After gaining – and losing – 30kgs in her first pregnancies, mum of four and whole foods cookbook author Sophie lit a passion for fitness and nutrition which led to the development of THE BOD. With a social following of over one million, and thousands of clients around the world achieving real – long term – results, Sophie credits her success to a macro-led diet.
“Macros are the major macronutrients in food – carbs, fats and protein,” she says. “By understanding the macros in your foods and your daily caloric requirement, you can structure your nutrition to achieve the body composition you want – whether that’s losing weight, adding lean muscle or both.”
It clearly works – Sophie achieved a coveted Gold at the Arnold Classic just one year after giving birth to twins, and earlier this year achieved her IFBB Bikini Pro Card.
“I eat carbs every day, I eat chocolate and burgers regularly and I don’t spend hours training,” she says. “I fuel my workouts with the right combination of carbs, fats and protein, I train smart (maximum output in minimum time) and I don’t make special meals or eliminate foods. My whole family eat the same meals – no one has time to make multiple meals or fussy recipes!”
Sophie’s macros basics
Not all macros are created equal
Carbs and protein both yield 4 calories per gram, but fat is more than double that, at 9 calories per gram. Understand your basic daily calorie requirement (how many calories your body needs to survive, even if you were just lying in bed all day), then use a macro calculator to work out your recommended daily macros according to your goals and activity level.
We recommend an intake of between 1.5g to 2.5g protein per kilo bodyweight, depending on activity level. You don’t need to go nuts on protein shakes! Spread your protein intake over your meals, aiming for around 30g per meal to help you feel full and stabilise blood sugars.

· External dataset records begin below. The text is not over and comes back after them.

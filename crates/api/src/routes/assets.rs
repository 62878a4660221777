//! Route definitions for the `/assets` resource.

use axum::routing::get;
use axum::Router;

use crate::handlers::assets;
use crate::state::AppState;

/// Asset routes mounted at `/assets`.
///
/// ```text
/// GET    /    -> list_assets  (?key)
/// POST   /    -> create_asset
/// ```
pub fn router() -> Router<AppState> {
    Router::new().route("/", get(assets::list_assets).post(assets::create_asset))
}
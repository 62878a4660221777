use axum::extract::State;
use axum::{routing::get, Json, Router};
use serde::Serialize;

use crate::state::AppState;

/// Health check response payload.
#[derive(Serialize)]
pub struct HealthResponse {
    /// Overall service status.
    pub status: &'static str,
    /// Crate version from Cargo.toml.
    pub version: &'static str,
    /// Whether the asset entry points are wrapped by the interceptor.
    pub intercepted: bool,
}

/// GET /health -- returns service health.
async fn health_check(State(state): State<AppState>) -> Json<HealthResponse> {
    Json(HealthResponse {
        status: "ok",
        version: env!("CARGO_PKG_VERSION"),
        intercepted: state.assets.is_intercepted(),
    })
}

/// Mount health check routes (intended for root-level, NOT under `/api/v1`).
pub fn router() -> Router<AppState> {
    Router::new().route("/health", get(health_check))
}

Aim for around 20-30% of your daily calories from fats (avocado, nuts and seeds, olive and coconut oil).
Carbs are the final element in your nutrition plan and make up what’s left when you’ve allocated your protein and fat.
Get on TRACK
You have to track to know exactly what you’re eating (and where you’re going wrong). Women are often guilty of under-eating protein and that sneaky wine after work or muesli bar in your desk draw can push your carbs over your daily requirement. Using a tracker like MyFitnessPal, plan your day in advance – even enter those ‘after dinner munchies’ so you know exactly where you’re at. Then, when the 3pm cookie jar is calling your name, you know if it fits into your macros.
Don’t cut carbs!
Your body needs carbs for energy and so many physical processes – your brain needs the glucose from carbs to function effectively. I eat carbs every single day, even on comp days. The same goes for fats – women especially need healthy fats for hormonal regulation. Fats also help your body absorb nutrients and protect your organs – the right balance of carbs, proteins and fats is critical to achieving your ideal body composition.

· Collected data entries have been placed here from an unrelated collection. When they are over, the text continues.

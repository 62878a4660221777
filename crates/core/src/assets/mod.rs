//! Asset creation and listing.
//!
//! Request/response types, the fail-fast [`service::AssetService`], the
//! collect-all constraints for each type, and the storage seam. Persistence
//! is behind [`store::AssetStore`]; callers supply the implementation.

pub mod constraints;
pub mod error;
pub mod request;
pub mod resource;
pub mod response;
pub mod service;
pub mod store;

Food ‘shrinks’ on cooking – so that 150g raw steak might end up at 100g once cooked. If you tracked 100g of steak rather than 150g, you’d be missing about 5 grams of fat from your daily total. Always weigh raw so you’re totally accurate.
If you’re out of a macro
Run out of fats but haven’t hit your carbs yet? Try fruit.
Need to hit your fats but have eaten your carbs? Try nuts.
Need to top up your carbs? Honey, maple syrup or rice malt syrup all yield around 6g carbs per teaspoon.
THE BOD has an ‘at a glance’ chart to help make smart choices when you’re out of macros.
Tracking your macros lets you include your favourite foods, while still being accountable. And it takes less than five minutes a day. The right combination of nutrition and training will get you the body you want – no tricks!